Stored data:
//! アプリケーション設定管理モジュール
//!
//! データセットの場所、計算デバイス、学習・レポート設定をJSON形式で保存・読み込みします。

use serde::{Deserialize, Serialize};
use std::fs;
use std::path::{Path, PathBuf};
use tracing::{info, warn};

use crate::dataset::SplitConfig;
use crate::ml::BatchLimit;

/// 計算デバイスの種類
#[derive(Debug, Clone, Copy, Serialize, Deserialize, PartialEq, Eq, Default)]
pub enum DeviceType {
    /// WGPU (GPU) バックエンド（`wgpu` フィーチャー有効時のみ）
    Wgpu,
    /// NdArray (CPU) バックエンド
    #[default]
    Cpu,
}

impl std::fmt::Display for DeviceType {
    fn fmt(&self, f: &mut std::fmt::Formatter<'_>) -> std::fmt::Result {
        match self {
            DeviceType::Wgpu => write!(f, "WGPU (GPU)"),
            DeviceType::Cpu => write!(f, "CPU (NdArray)"),
        }
    }
}

/// データセット設定
#[derive(Debug, Clone, Serialize, Deserialize)]
#[serde(default)]
pub struct DataSettings {
    /// データセットアーカイブのURL
    pub dataset_url: String,
    /// ダウンロード・展開先
    pub data_dir: String,
    /// 検証用の割合
    pub validation_fraction: f64,
    /// 分割・シャッフルのシード
    pub seed: u64,
}

impl Default for DataSettings {
    fn default() -> Self {
        Self {
            dataset_url: crate::DEFAULT_DATASET_URL.to_string(),
            data_dir: "data".to_string(),
            validation_fraction: 0.2,
            seed: 42,
        }
    }
}

/// モデル設定
#[derive(Debug, Clone, Serialize, Deserialize)]
#[serde(default)]
pub struct ModelSettings {
    /// 保存・読み込みするモデルファイルのパス（.tar.gz）
    pub model_path: String,
    /// 事前学習済み特徴抽出器（URLまたはパス、未指定ならランダム初期化）
    pub extractor: Option<String>,
    /// 特徴抽出器のキャッシュ先
    pub cache_dir: String,
    /// モデル入力サイズ（正方形）
    pub image_size: usize,
    /// 特徴抽出器の最初のブロックのチャネル数
    pub base_channels: usize,
    /// 特徴抽出器のブロック数
    pub num_blocks: usize,
    /// 特徴抽出器を固定するか
    pub freeze_extractor: bool,
}

impl Default for ModelSettings {
    fn default() -> Self {
        Self {
            model_path: "models/transfer_classifier.tar.gz".to_string(),
            extractor: None,
            cache_dir: "models/cache".to_string(),
            image_size: 224,
            base_channels: 32,
            num_blocks: 4,
            freeze_extractor: false,
        }
    }
}

/// トレーニング設定
#[derive(Debug, Clone, Serialize, Deserialize)]
#[serde(default)]
pub struct TrainingSettings {
    /// エポック数
    pub num_epochs: usize,
    /// バッチサイズ
    pub batch_size: usize,
    /// 学習率
    pub learning_rate: f64,
}

impl Default for TrainingSettings {
    fn default() -> Self {
        Self {
            num_epochs: 3,
            batch_size: 32,
            learning_rate: 1e-3,
        }
    }
}

/// 予測レポート設定
#[derive(Debug, Clone, Serialize, Deserialize)]
#[serde(default)]
pub struct ReportSettings {
    /// 描画するバッチ数の上限（nullで全バッチ）
    pub batch_limit: Option<usize>,
    /// 出力ディレクトリ
    pub output_dir: String,
    /// グリッドの列数
    pub grid_columns: usize,
    /// サムネイルの一辺（ピクセル）
    pub thumbnail_size: u32,
}

impl Default for ReportSettings {
    fn default() -> Self {
        Self {
            batch_limit: Some(2),
            output_dir: "output".to_string(),
            grid_columns: 8,
            thumbnail_size: 96,
        }
    }
}

impl ReportSettings {
    pub fn limit(&self) -> BatchLimit {
        BatchLimit::from_option(self.batch_limit)
    }
}

/// アプリケーション設定
#[derive(Debug, Clone, Default, Serialize, Deserialize)]
#[serde(default)]
pub struct AppConfig {
    /// 計算デバイスの種類
    pub device_type: DeviceType,
    /// データセット設定
    pub data: DataSettings,
    /// モデル設定
    pub model: ModelSettings,
    /// トレーニング設定
    pub training: TrainingSettings,
    /// レポート設定
    pub report: ReportSettings,
}

impl AppConfig {
    /// 設定ファイルのデフォルトパス
    pub fn default_path() -> PathBuf {
        PathBuf::from("config.json")
    }

    /// 設定を読み込む
    pub fn load<P: AsRef<Path>>(path: P) -> anyhow::Result<Self> {
        let content = fs::read_to_string(path)?;
        let config: AppConfig = serde_json::from_str(&content)?;
        Ok(config)
    }

    /// 設定を読み込む、存在しないか壊れている場合はデフォルト設定を返す
    pub fn load_or_default(path: &Path) -> Self {
        if !path.exists() {
            info!("設定ファイルが存在しません。デフォルト設定を使用します");
            return Self::default();
        }

        match Self::load(path) {
            Ok(config) => {
                info!("設定ファイルを読み込みました: {}", path.display());
                config
            }
            Err(e) => {
                warn!(
                    "設定ファイルの読み込みに失敗しました ({}): {}。デフォルト設定を使用します",
                    path.display(),
                    e
                );
                Self::default()
            }
        }
    }

    /// 設定を保存する
    pub fn save<P: AsRef<Path>>(&self, path: P) -> anyhow::Result<()> {
        let content = serde_json::to_string_pretty(self)?;
        fs::write(path, content)?;
        Ok(())
    }

    /// 分割ローダー用の設定
    pub fn split_config(&self) -> SplitConfig {
        SplitConfig {
            batch_size: self.training.batch_size,
            image_size: self.model.image_size,
            seed: self.data.seed,
            validation_fraction: self.data.validation_fraction,
        }
    }

    /// 展開済みデータセットのディレクトリ（URLのアーカイブ名から決まる）
    pub fn dataset_dir(&self) -> PathBuf {
        let stem = crate::fetch::archive_stem(&self.data.dataset_url)
            .unwrap_or_else(|| "dataset".to_string());
        Path::new(&self.data.data_dir).join(stem)
    }

    /// 設定情報を表示
    pub fn display(&self) {
        println!("=== アプリケーション設定 ===");
        println!("計算デバイス: {}", self.device_type);
        println!("データセットURL: {}", self.data.dataset_url);
        println!("データディレクトリ: {}", self.data.data_dir);
        println!("検証割合: {} / シード: {}", self.data.validation_fraction, self.data.seed);
        println!("\n--- モデル設定 ---");
        println!("モデルパス: {}", self.model.model_path);
        println!(
            "特徴抽出器: {}",
            self.model.extractor.as_deref().unwrap_or("(ランダム初期化)")
        );
        println!("入力サイズ: {}x{}", self.model.image_size, self.model.image_size);
        println!("特徴抽出器を固定: {}", self.model.freeze_extractor);
        println!("\n--- トレーニング設定 ---");
        println!("エポック数: {}", self.training.num_epochs);
        println!("バッチサイズ: {}", self.training.batch_size);
        println!("学習率: {}", self.training.learning_rate);
        println!("\n--- レポート設定 ---");
        println!("バッチ上限: {}", self.report.limit());
        println!("出力先: {}", self.report.output_dir);
        println!("========================\n");
    }
}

Prompt:
Work out how many lines in the records above contain the word "info", and reply with that number alone.

Problem solution:
3